Retz ayant appris, dans la nuit du 9 au 10 février, le projet d’évasion d’Anne d’Autriche et de son fils le futur Louis XIV, ordonnait aussitôt à la milice bourgeoise de bloquer les issues du Palais-Royal. Trois jours plus tard, le Cardinal, pris de panique, consentait enfin à libérer Condé et Conti, et rendait même au premier une visite de courtoisie. Retz, sur ce coup, fut trompé par plus fort que lui en matière d’intrigues ; car s’il crut, sur le moment, que « le Mazarin » se ridiculisa par ces manières malvenues, il allait avant longtemps regretter amèrement la libération du prince trop ambitieux.
La Reine et son fils demeurèrent pendant deux mois prisonniers de la Fronde. La régente, afin de prouver à la foule dubitative qu’elle ne songeait nullement à s’enfuir, dut lui permettre de défiler devant son enfant de douze ans qui faisait semblant de dormir : humiliation terrible dont le Roi-Soleil allait garder toute sa vie le souvenir.

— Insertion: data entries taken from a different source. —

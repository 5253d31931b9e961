//! Grid occupancy and layout engine.
//!
//! # Responsibility
//! - Map linear slot indices to 1-based row/column positions.
//! - Derive which cells every anchored tile covers.
//! - Validate placements and grid resizes without mutating on refusal.
//!
//! # Invariants
//! - The column count is always supplied by the caller (layout-derived).
//! - Footprints never wrap past the right edge or run off the slot array.
//! - Shrinking never drops a cell covered by a placed tile.

mod geometry;
mod occupancy;
mod placement;
mod resize;

pub use geometry::{index_to_row_col, row_col_to_index, GridPos, TileSize};
pub use occupancy::{
    first_fit, first_free_cell, footprint_cells, FootprintLookup, Occupancy, OccupancyConflict,
};
pub use placement::{can_place, check_placement, PlacementError};
pub use resize::{resize_slots, GridResize, GridResizeError};
//! Presentation projection of one board.
//!
//! # Responsibility
//! - Hand the renderer everything it needs for one board: slots, owner per
//!   cell, resolved tile footprints and the breadcrumb chain.
//!
//! # Invariants
//! - Dangling slot refs are projected as `TileContent::Missing`, never dropped.
//! - Tiles are listed in anchor order.

use crate::grid::{index_to_row_col, FootprintLookup, GridPos, Occupancy, TileSize};
use crate::model::board::{BoardId, SlotRef};
use crate::model::item::{ItemId, ItemKind};
use crate::model::state::BoardState;

/// One breadcrumb entry.
#[derive(Debug, Clone, PartialEq, Eq)]
pub struct Crumb {
    /// Board id.
    pub board_id: BoardId,
    /// Board title.
    pub title: String,
}

/// What a tile shows.
#[derive(Debug, Clone, PartialEq, Eq)]
pub enum TileContent {
    /// Nested board tile.
    Board {
        /// Child board id.
        id: BoardId,
        /// Child board title.
        title: String,
    },
    /// Note or link tile.
    Item {
        /// Item id.
        id: ItemId,
        /// Item kind.
        kind: ItemKind,
        /// Optional title.
        title: Option<String>,
        /// Note text or URL.
        content: String,
    },
    /// Slot points at a record that no longer exists.
    Missing(SlotRef),
}

/// One anchored tile with its resolved footprint.
#[derive(Debug, Clone, PartialEq, Eq)]
pub struct TileView {
    /// Anchor slot index.
    pub anchor: usize,
    /// Anchor position.
    pub pos: GridPos,
    /// Footprint size.
    pub size: TileSize,
    /// Displayed record.
    pub content: TileContent,
}

/// Render-ready snapshot of one board.
#[derive(Debug, Clone, PartialEq, Eq)]
pub struct BoardView {
    /// Board id.
    pub board_id: BoardId,
    /// Board title.
    pub title: String,
    /// Column count the view was computed for.
    pub cols: usize,
    /// Total slot count.
    pub slot_count: usize,
    /// Root-to-board chain.
    pub breadcrumb: Vec<Crumb>,
    /// Anchored tiles.
    pub tiles: Vec<TileView>,
    /// Owner anchor per cell (`None` for free cells).
    pub occupancy: Vec<Option<usize>>,
}

impl BoardView {
    /// Cells inside a footprint that are not the footprint's anchor.
    pub fn covered_cells(&self) -> Vec<usize> {
        self.occupancy
            .iter()
            .enumerate()
            .filter_map(|(cell, owner)| owner.filter(|anchor| *anchor != cell).map(|_| cell))
            .collect()
    }

    /// Free cells (empty and uncovered).
    pub fn free_cells(&self) -> Vec<usize> {
        self.occupancy
            .iter()
            .enumerate()
            .filter_map(|(cell, owner)| owner.is_none().then_some(cell))
            .collect()
    }
}

/// Builds the view of `board_id`, or `None` when the board does not exist.
pub fn board_view(state: &BoardState, board_id: BoardId, cols: usize) -> Option<BoardView> {
    let board = state.board(board_id)?;
    let occupancy = Occupancy::build(&board.slots, state, cols);

    let tiles = board
        .anchors()
        .map(|(anchor, slot_ref)| TileView {
            anchor,
            pos: index_to_row_col(anchor, cols),
            size: state.footprint(&slot_ref),
            content: tile_content(state, slot_ref),
        })
        .collect();

    let breadcrumb = state
        .breadcrumb(board_id)
        .into_iter()
        .map(|crumb| Crumb {
            board_id: crumb.id,
            title: crumb.title.clone(),
        })
        .collect();

    Some(BoardView {
        board_id,
        title: board.title.clone(),
        cols: cols.max(1),
        slot_count: board.slot_count(),
        breadcrumb,
        tiles,
        occupancy: occupancy.owners().to_vec(),
    })
}

fn tile_content(state: &BoardState, slot_ref: SlotRef) -> TileContent {
    match slot_ref {
        SlotRef::Board { id } => match state.board(id) {
            Some(board) => TileContent::Board {
                id,
                title: board.title.clone(),
            },
            None => TileContent::Missing(slot_ref),
        },
        SlotRef::Item { id } => match state.item(id) {
            Some(item) => TileContent::Item {
                id,
                kind: item.kind,
                title: item.title.clone(),
                content: item.content.clone(),
            },
            None => TileContent::Missing(slot_ref),
        },
    }
}
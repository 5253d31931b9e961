//! Flutter-facing bindings for the boards core.

pub mod api;
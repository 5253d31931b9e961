//! CLI smoke entry point.
//!
//! # Responsibility
//! - Verify `boards_core` linkage without the Flutter/FFI runtime.
//! - Print a deterministic text rendering of a tiny in-memory board.

use boards_core::db::open_db_in_memory;
use boards_core::{BoardService, ItemKind, SqliteStateRepository};

const DEMO_COLS: usize = 10;

fn main() {
    println!("boards_core ping={}", boards_core::ping());
    println!("boards_core version={}", boards_core::core_version());

    if let Err(err) = run_demo() {
        eprintln!("boards demo failed: {err}");
        std::process::exit(1);
    }
}

fn run_demo() -> Result<(), Box<dyn std::error::Error>> {
    let conn = open_db_in_memory()?;
    let service = BoardService::new(SqliteStateRepository::try_new(&conn)?);
    let root = service.resolve_board(None)?;
    service.create_item(root, ItemKind::Note, Some("Todo"), "buy milk", DEMO_COLS)?;
    service.create_item(root, ItemKind::Link, None, "example.com", DEMO_COLS)?;
    service.create_board(root, Some("Projects"), DEMO_COLS)?;
    service.resize_grid(root, 30, DEMO_COLS)?;

    let view = service.board_view(root, DEMO_COLS)?;
    println!("board title={} slots={}", view.title, view.slot_count);
    for row in view.occupancy.chunks(DEMO_COLS) {
        let line: String = row
            .iter()
            .map(|owner| match owner {
                Some(anchor) => char::from_digit((*anchor % 36) as u32, 36).unwrap_or('#'),
                None => '.',
            })
            .collect();
        println!("{line}");
    }
    Ok(())
}
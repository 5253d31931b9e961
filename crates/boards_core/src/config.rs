//! Board engine configuration.
//!
//! # Responsibility
//! - Hold grid bounds, tile default sizes and move semantics.
//! - Load overrides from JSON and reject inconsistent values.
//!
//! # Invariants
//! - `0 < min <= default_slots <= max` and `step > 0`.
//! - Default tile sizes are at least 1x1.

use crate::grid::TileSize;
use crate::model::item::ItemKind;
use serde::{Deserialize, Serialize};
use std::error::Error;
use std::fmt::{Display, Formatter};

/// Slot-count bounds for every board grid.
#[derive(Debug, Clone, Copy, PartialEq, Eq, Serialize, Deserialize)]
#[serde(default)]
pub struct GridLimits {
    /// Slot count for newly created boards.
    pub default_slots: usize,
    /// Granularity of the +/- grid controls.
    pub step: usize,
    /// Smallest allowed slot count.
    pub min: usize,
    /// Largest allowed slot count.
    pub max: usize,
}

impl Default for GridLimits {
    fn default() -> Self {
        Self {
            default_slots: 80,
            step: 20,
            min: 20,
            max: 400,
        }
    }
}

impl GridLimits {
    /// Clamps a requested slot count into `[min, max]`.
    pub fn clamp(&self, requested: usize) -> usize {
        requested.clamp(self.min, self.max)
    }
}

/// Kind-specific default footprints for new items.
#[derive(Debug, Clone, Copy, PartialEq, Eq, Serialize, Deserialize)]
#[serde(default)]
pub struct TileSizes {
    /// Default note footprint.
    pub note: TileSize,
    /// Default link footprint.
    pub link: TileSize,
}

impl Default for TileSizes {
    fn default() -> Self {
        Self {
            note: TileSize { w: 2, h: 2 },
            link: TileSize { w: 2, h: 1 },
        }
    }
}

impl TileSizes {
    /// Returns the default footprint for one item kind.
    pub fn for_kind(&self, kind: ItemKind) -> TileSize {
        match kind {
            ItemKind::Note => self.note,
            ItemKind::Link => self.link,
        }
    }
}

/// Drop semantics when moving a tile.
#[derive(Debug, Clone, Copy, Default, PartialEq, Eq, Serialize, Deserialize)]
#[serde(rename_all = "snake_case")]
pub enum MovePolicy {
    /// Destination footprint must be free (own source cells excepted).
    #[default]
    EmptyOnly,
    /// Like `EmptyOnly`, but a drop onto another 1x1 anchor swaps the two
    /// tiles when the moved tile is 1x1 as well.
    Swap,
}

/// Complete engine configuration.
#[derive(Debug, Clone, Copy, Default, PartialEq, Eq, Serialize, Deserialize)]
#[serde(default)]
pub struct BoardsConfig {
    /// Grid slot-count bounds.
    pub grid: GridLimits,
    /// Default item footprints.
    pub tile_sizes: TileSizes,
    /// Move semantics.
    pub move_policy: MovePolicy,
}

/// Errors from configuration parsing/validation.
#[derive(Debug)]
pub enum ConfigError {
    /// JSON could not be parsed into the config shape.
    Parse(serde_json::Error),
    /// Values parse but violate a config invariant.
    Invalid(String),
}

impl Display for ConfigError {
    fn fmt(&self, f: &mut Formatter<'_>) -> std::fmt::Result {
        match self {
            Self::Parse(err) => write!(f, "invalid config json: {err}"),
            Self::Invalid(message) => write!(f, "invalid config: {message}"),
        }
    }
}

impl Error for ConfigError {
    fn source(&self) -> Option<&(dyn Error + 'static)> {
        match self {
            Self::Parse(err) => Some(err),
            Self::Invalid(_) => None,
        }
    }
}

impl From<serde_json::Error> for ConfigError {
    fn from(value: serde_json::Error) -> Self {
        Self::Parse(value)
    }
}

impl BoardsConfig {
    /// Parses a JSON document; missing fields keep their defaults.
    ///
    /// # Errors
    /// - Returns `Parse` for malformed JSON.
    /// - Returns `Invalid` when bounds or sizes are inconsistent.
    pub fn from_json_str(raw: &str) -> Result<Self, ConfigError> {
        let config: Self = serde_json::from_str(raw)?;
        config.validate()?;
        Ok(config)
    }

    /// Checks config invariants.
    pub fn validate(&self) -> Result<(), ConfigError> {
        let grid = &self.grid;
        if grid.min == 0 {
            return Err(ConfigError::Invalid("grid.min must be > 0".to_string()));
        }
        if grid.min > grid.max {
            return Err(ConfigError::Invalid(format!(
                "grid.min {} exceeds grid.max {}",
                grid.min, grid.max
            )));
        }
        if grid.step == 0 {
            return Err(ConfigError::Invalid("grid.step must be > 0".to_string()));
        }
        if grid.default_slots < grid.min || grid.default_slots > grid.max {
            return Err(ConfigError::Invalid(format!(
                "grid.default_slots {} is outside [{}, {}]",
                grid.default_slots, grid.min, grid.max
            )));
        }
        for (name, size) in [("note", self.tile_sizes.note), ("link", self.tile_sizes.link)] {
            if size.w == 0 || size.h == 0 {
                return Err(ConfigError::Invalid(format!(
                    "tile_sizes.{name} must be at least 1x1"
                )));
            }
        }
        Ok(())
    }
}
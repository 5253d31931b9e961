//! SQLite file behind the board store.
//!
//! A board database holds one table, `kv_store`, whose `boards_state` row
//! carries the whole serialized tree. This module owns opening that file
//! and bringing its schema up to date; reading and writing the document is
//! left to `repo::state_repo`.
//!
//! The schema revision lives in `PRAGMA user_version`. A connection handed
//! out by [`open_db`] or [`open_db_in_memory`] is always at
//! [`migrations::latest_version`].

use rusqlite::Connection;
use std::error::Error;
use std::fmt::{Display, Formatter};

pub mod migrations;
mod open;

pub use open::{open_db, open_db_in_memory};

/// Result alias for opening and upgrading a board database.
pub type DbResult<T> = Result<T, DbError>;

/// Why a board database could not be opened or upgraded.
#[derive(Debug)]
pub enum DbError {
    /// SQLite refused a statement outside any schema step.
    Sqlite(rusqlite::Error),
    /// One schema step failed; the whole upgrade was rolled back.
    MigrationFailed {
        /// Revision of the failing step.
        version: u32,
        /// Short label of the failing step.
        name: &'static str,
        /// SQLite error raised by the step.
        source: rusqlite::Error,
    },
    /// The file carries a schema revision this build cannot read.
    SchemaTooNew {
        /// Revision stored in the file.
        found: u32,
        /// Newest revision known to this build.
        readable: u32,
    },
}

impl Display for DbError {
    fn fmt(&self, f: &mut Formatter<'_>) -> std::fmt::Result {
        match self {
            Self::Sqlite(err) => write!(f, "board database error: {err}"),
            Self::MigrationFailed {
                version,
                name,
                source,
            } => write!(f, "schema step {version} ({name}) failed: {source}"),
            Self::SchemaTooNew { found, readable } => write!(
                f,
                "board database is at schema {found} but this build reads up to {readable}; update the app"
            ),
        }
    }
}

impl Error for DbError {
    fn source(&self) -> Option<&(dyn Error + 'static)> {
        match self {
            Self::Sqlite(err) | Self::MigrationFailed { source: err, .. } => Some(err),
            Self::SchemaTooNew { .. } => None,
        }
    }
}

impl From<rusqlite::Error> for DbError {
    fn from(value: rusqlite::Error) -> Self {
        Self::Sqlite(value)
    }
}

/// Reads the schema revision stamped on `conn`.
pub fn schema_version(conn: &Connection) -> rusqlite::Result<u32> {
    conn.pragma_query_value(None, "user_version", |row| row.get(0))
}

Cependant le plan de Mazarin fonctionnait à merveille, et dépassait même ses espoirs ; Condé, par sa prétention démesurée, provoquait en effet, à peine revenu à Paris, la division parmi les frondeurs. Les princes (Condé et Conti), invités au Parlement, allèrent jusqu’à soutenir avec force une déclaration visant à exclure des conseils du Roi les cardinaux tant français qu’étrangers, déclaration dirigée, nul n’en pouvait douter, contre Retz dont on ne connaissait que trop bien les ambitions, autant que contre Mazarin.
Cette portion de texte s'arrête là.